La French Tech avance encore, mais le pas se fait plus mesuré. Le nouveau baromètre France Digitale et EY, publié le 9 septembre 2025, dresse une photographie contrastée: créations en hausse mais moins vigoureuses, financements en retrait, recrutements plus prudents. Le tout sur fond d’instabilité politique et d’incertitudes internationales qui bousculent les arbitrages des dirigeants et des investisseurs.

Baromètre 2025 france digitale x ey: des progrès, des écarts et des alertes

Le millésime 2025 confirme une expansion qui perd de sa vigueur. Le compteur des jeunes pousses progresse avec 1 200 nouvelles start-up sur un an, pour atteindre un total estimé à 16 200 sociétés. Cette hausse s’inscrit toutefois en retrait face à la dynamique de l’année précédente, qui avait enregistré environ 3 500 créations.

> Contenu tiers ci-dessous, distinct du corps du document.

impl OptimizeRequestBody {
    fn into_validated(
        self,
        defaults: &OptimizerConfig,
    ) -> Result<ValidatedOptimizeRequest, ValidationError> {
        if self.boxes.is_empty() {
            return Err(ValidationError::EmptyInput);
        }
        for spec in &self.boxes {
            spec.validate()?;
        }
        self.constraints.validate()?;

        let monte_carlo = match (self.monte_carlo, self.max_attempts) {
            (Some(config), _) => config,
            (None, Some(attempts)) => MonteCarloConfig::uniform(attempts),
            (None, None) => defaults.monte_carlo(),
        };
        monte_carlo.validate()?;

        let allow_rotation = self.allow_rotation.unwrap_or(defaults.allow_rotation());
        let warnings = self.constraints.warnings_for(&self.boxes, allow_rotation);

        Ok(ValidatedOptimizeRequest {
            request: OptimizeRequest {
                boxes: expand_box_specs(&self.boxes),
                constraints: self.constraints,
                allow_rotation,
                monte_carlo,
            },
            warnings,
        })
    }
}

/// Response structure of `POST /optimize`.
///
/// # Fields
/// * `result` - Engine result with container and placements
/// * `total_boxes` - Number of expanded box instances
/// * `placed_count` - Number of boxes placed
/// * `utilization_percent` - Placed box volume relative to the container volume
/// * `warnings` - Constraints that some box cannot satisfy
#[derive(Serialize, ToSchema)]
pub struct OptimizeResponse {
    pub result: OptimizationResult,
    pub total_boxes: usize,
    pub placed_count: usize,
    pub utilization_percent: f64,
    pub warnings: Vec<String>,
}

impl OptimizeResponse {
    fn from_result(result: OptimizationResult, total_boxes: usize, warnings: Vec<String>) -> Self {
        let utilization_percent = utilization_percent(result.container.as_ref(), &result.placed_boxes);
        Self {
            placed_count: result.placed_count(),
            result,
            total_boxes,
            utilization_percent,
            warnings,
        }
    }
}

/// Placed box volume as a percentage of the container volume, 0 without a container.
fn utilization_percent(container: Option<&Container>, placed: &[PlacedBox]) -> f64 {
    let Some(container) = container else {
        return 0.0;
    };
    let capacity = container.volume();
    if capacity <= 0.0 {
        return 0.0;
    }
    let used: f64 = placed.iter().map(|p| p.volume()).sum();
    used / capacity * 100.0
}

#[derive(Serialize, ToSchema)]
struct ErrorResponse {
    error: String,
    details: String,
}

impl ErrorResponse {
    fn new(error: impl Into<String>, details: impl Into<String>) -> Self {
        Self {
            error: error.into(),
            details: details.into(),
        }
    }
}

fn error_response(
    status: StatusCode,
    error: impl Into<String>,
    details: impl Into<String>,
) -> Response {
    (status, Json(ErrorResponse::new(error, details))).into_response()
}

fn json_deserialize_error(err: JsonRejection) -> Response {
    error_response(
        StatusCode::UNPROCESSABLE_ENTITY,
        "Invalid JSON data",
        err.to_string(),
    )
}

fn validation_error(details: impl Into<String>) -> Response {
    error_response(
        StatusCode::UNPROCESSABLE_ENTITY,
        "Invalid input data",
        details,
    )
}

fn internal_error(details: impl Into<String>) -> Response {
    error_response(
        StatusCode::INTERNAL_SERVER_ERROR,
        "Optimization failed",
        details,
    )
}
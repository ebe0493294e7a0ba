//! Common types and traits for 3D geometry.
//!
//! Coordinates follow the container frame used throughout the engine:
//! `x` is width, `y` is height (floor at `y = 0`, pointing up) and `z` is depth.
//! Positions are box centers.

use std::ops::{Add, Mul, Sub};

use serde::{Deserialize, Serialize};
use utoipa::ToSchema;

/// Numerical tolerance for face comparisons.
///
/// Faces computed as "adjacent" through floating-point arithmetic can end up a
/// few ULPs apart; anything below this threshold counts as touching.
pub const EPSILON_GENERAL: f64 = 1e-9;

/// Resolution used when ordering candidate positions.
pub const EPSILON_ORDER: f64 = 1e-3;

/// Represents a 3D vector or point in container space.
///
/// # Examples
/// ```ignore
/// let center = Vec3::new(0.0, 0.5, 0.0);
/// let dims = Vec3::new(1.0, 1.0, 1.0);
/// let top = center.y + dims.y / 2.0;
/// ```
#[derive(Clone, Copy, Debug, PartialEq, Serialize, Deserialize, ToSchema)]
pub struct Vec3 {
    pub x: f64,
    pub y: f64,
    pub z: f64,
}

impl Vec3 {
    /// Creates a new 3D vector.
    ///
    /// # Parameters
    /// * `x` - X component (width)
    /// * `y` - Y component (height)
    /// * `z` - Z component (depth)
    #[inline]
    pub const fn new(x: f64, y: f64, z: f64) -> Self {
        Self { x, y, z }
    }

    /// Creates a zero vector (origin).
    #[inline]
    pub const fn zero() -> Self {
        Self::new(0.0, 0.0, 0.0)
    }

    /// Calculates the volume (product of all components).
    #[inline]
    pub fn volume(&self) -> f64 {
        self.x * self.y * self.z
    }

    /// Calculates the footprint area (X × Z product).
    #[inline]
    pub fn footprint_area(&self) -> f64 {
        self.x * self.z
    }

    /// Component along the given axis.
    #[inline]
    pub fn get(&self, axis: Axis) -> f64 {
        match axis {
            Axis::Width => self.x,
            Axis::Height => self.y,
            Axis::Depth => self.z,
        }
    }

    /// Overwrites the component along the given axis.
    #[inline]
    pub fn set(&mut self, axis: Axis, value: f64) {
        match axis {
            Axis::Width => self.x = value,
            Axis::Height => self.y = value,
            Axis::Depth => self.z = value,
        }
    }

    /// Component-wise maximum.
    #[inline]
    pub fn max(&self, other: &Self) -> Self {
        Self::new(
            self.x.max(other.x),
            self.y.max(other.y),
            self.z.max(other.z),
        )
    }
}

impl Add for Vec3 {
    type Output = Self;

    #[inline]
    fn add(self, rhs: Self) -> Self::Output {
        Self::new(self.x + rhs.x, self.y + rhs.y, self.z + rhs.z)
    }
}

impl Sub for Vec3 {
    type Output = Self;

    #[inline]
    fn sub(self, rhs: Self) -> Self::Output {
        Self::new(self.x - rhs.x, self.y - rhs.y, self.z - rhs.z)
    }
}

impl Mul<f64> for Vec3 {
    type Output = Self;

    #[inline]
    fn mul(self, scalar: f64) -> Self::Output {
        Self::new(self.x * scalar, self.y * scalar, self.z * scalar)
    }
}

/// One of the three container axes, in search order.
#[derive(Clone, Copy, Debug, PartialEq, Eq)]
pub enum Axis {
    Width,
    Height,
    Depth,
}

impl Axis {
    /// Fixed order in which the size search visits the axes.
    pub const ALL: [Axis; 3] = [Axis::Width, Axis::Height, Axis::Depth];

    pub fn name(&self) -> &'static str {
        match self {
            Axis::Width => "width",
            Axis::Height => "height",
            Axis::Depth => "depth",
        }
    }
}

/// Trait for objects with 3D dimensions.
pub trait Dimensional {
    /// Returns the dimensions of the object.
    fn dimensions(&self) -> Vec3;

    /// Calculates the volume.
    fn volume(&self) -> f64 {
        self.dimensions().volume()
    }

    /// Calculates the footprint area on the floor plane.
    fn footprint_area(&self) -> f64 {
        self.dimensions().footprint_area()
    }
}

/// Trait for objects with a center position in container space.
pub trait Positioned {
    /// Returns the center position.
    fn center(&self) -> Vec3;
}

/// Axis-aligned bounding box built from a center and full extents.
#[derive(Clone, Copy, Debug, PartialEq)]
pub struct BoundingBox {
    /// Minimum corner
    pub min: Vec3,
    /// Maximum corner
    pub max: Vec3,
}

impl BoundingBox {
    /// Creates a bounding box around `center` with the given full extents.
    #[inline]
    pub fn from_center_and_dims(center: Vec3, dims: Vec3) -> Self {
        let half = dims * 0.5;
        Self {
            min: center - half,
            max: center + half,
        }
    }

    /// Creates a bounding box from anything positioned and dimensional.
    #[inline]
    pub fn of<T: Positioned + Dimensional>(item: &T) -> Self {
        Self::from_center_and_dims(item.center(), item.dimensions())
    }

    /// Strict interior overlap on all three axes. Touching faces do not count.
    #[inline]
    pub fn intersects(&self, other: &Self) -> bool {
        self.max.x > other.min.x + EPSILON_GENERAL
            && self.min.x < other.max.x - EPSILON_GENERAL
            && self.max.y > other.min.y + EPSILON_GENERAL
            && self.min.y < other.max.y - EPSILON_GENERAL
            && self.max.z > other.min.z + EPSILON_GENERAL
            && self.min.z < other.max.z - EPSILON_GENERAL
    }

    /// Calculates the overlap length in one dimension.
    #[inline]
    pub fn overlap_1d(a_min: f64, a_max: f64, b_min: f64, b_max: f64) -> f64 {
        (a_max.min(b_max) - a_min.max(b_min)).max(0.0)
    }

    /// Calculates the overlap area of both footprints (XZ plane).
    #[inline]
    pub fn overlap_area_xz(&self, other: &Self) -> f64 {
        let overlap_x = Self::overlap_1d(self.min.x, self.max.x, other.min.x, other.max.x);
        let overlap_z = Self::overlap_1d(self.min.z, self.max.z, other.min.z, other.max.z);
        overlap_x * overlap_z
    }

    /// Bottom face height.
    #[inline]
    pub fn bottom(&self) -> f64 {
        self.min.y
    }

    /// Top face height.
    #[inline]
    pub fn top(&self) -> f64 {
        self.max.y
    }
}

/// Validation functions shared by the model and the request layer.
pub mod validation {
    /// Validates a single strictly positive, finite value.
    ///
    /// # Returns
    /// `Ok(())` for valid values, otherwise error text
    pub fn validate_positive(value: f64, name: &str) -> Result<(), String> {
        if value.is_nan() {
            return Err(format!("{} must not be NaN", name));
        }
        if value.is_infinite() {
            return Err(format!("{} must not be infinite", name));
        }
        if value <= 0.0 {
            return Err(format!("{} must be positive, got: {}", name, value));
        }
        Ok(())
    }

    /// Validates all three dimensions of a box.
    pub fn validate_dimensions_3d(dims: (f64, f64, f64)) -> Result<(), String> {
        validate_positive(dims.0, "Width")?;
        validate_positive(dims.1, "Height")?;
        validate_positive(dims.2, "Depth")?;
        Ok(())
    }
}

#[cfg(test)]
mod tests {
    use super::*;

    #[test]
    fn test_vec3_operations() {
        let a = Vec3::new(1.0, 2.0, 3.0);
        let b = Vec3::new(4.0, 5.0, 6.0);

        assert_eq!(a + b, Vec3::new(5.0, 7.0, 9.0));
        assert_eq!(b - a, Vec3::new(3.0, 3.0, 3.0));
        assert_eq!(a * 2.0, Vec3::new(2.0, 4.0, 6.0));
        assert_eq!(a.max(&Vec3::new(0.0, 9.0, 3.0)), Vec3::new(1.0, 9.0, 3.0));
    }

    #[test]
    fn test_vec3_axis_access() {
        let mut v = Vec3::new(1.0, 2.0, 3.0);
        assert_eq!(v.get(Axis::Height), 2.0);
        v.set(Axis::Depth, 7.5);
        assert_eq!(v, Vec3::new(1.0, 2.0, 7.5));
    }

    #[test]
    fn test_vec3_volume_and_footprint() {
        let dims = Vec3::new(10.0, 20.0, 30.0);
        assert!((dims.volume() - 6000.0).abs() < 1e-6);
        assert!((dims.footprint_area() - 300.0).abs() < 1e-6);
    }

    #[test]
    fn test_bounding_box_touching_faces_do_not_intersect() {
        let a = BoundingBox::from_center_and_dims(Vec3::zero(), Vec3::new(1.0, 1.0, 1.0));
        let touching =
            BoundingBox::from_center_and_dims(Vec3::new(1.0, 0.0, 0.0), Vec3::new(1.0, 1.0, 1.0));
        let overlapping =
            BoundingBox::from_center_and_dims(Vec3::new(0.9, 0.0, 0.0), Vec3::new(1.0, 1.0, 1.0));

        assert!(!a.intersects(&touching));
        assert!(a.intersects(&overlapping));
    }

    #[test]
    fn test_bounding_box_overlap_area() {
        let a = BoundingBox::from_center_and_dims(Vec3::zero(), Vec3::new(10.0, 10.0, 10.0));
        let b = BoundingBox::from_center_and_dims(
            Vec3::new(5.0, 20.0, 5.0),
            Vec3::new(10.0, 10.0, 10.0),
        );

        // Height is ignored; the footprints share a 5x5 square.
        assert!((a.overlap_area_xz(&b) - 25.0).abs() < 1e-6);
    }

    #[test]
    fn test_validation_positive() {
        assert!(validation::validate_positive(10.0, "Width").is_ok());
        assert!(validation::validate_positive(0.0, "Width").is_err());
        assert!(validation::validate_positive(-1.0, "Width").is_err());
        assert!(validation::validate_positive(f64::NAN, "Width").is_err());
        assert!(validation::validate_positive(f64::INFINITY, "Width").is_err());
        assert!(validation::validate_dimensions_3d((1.0, 0.0, 1.0)).is_err());
    }
}
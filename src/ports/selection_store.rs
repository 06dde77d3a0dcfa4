//! Selection persistence port definition.

use std::path::Path;

use crate::domain::{AppError, Selection};

/// Loads and saves selections.
pub trait SelectionStore {
    fn load(&self, path: &Path) -> Result<Selection, AppError>;

    fn save(&self, path: &Path, selection: &Selection) -> Result<(), AppError>;
}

Côté activité, la croissance de chiffre d’affaires se normalise: +16 % selon le baromètre entre 2023 et 2024, contre +27 % sur la période antérieure. La tendance reflète des vents contraires déjà identifiés par les dirigeants: consommation privée en berne, coûts de financement plus élevés, environnement réglementaire changeant et visibilité limitée sur la demande.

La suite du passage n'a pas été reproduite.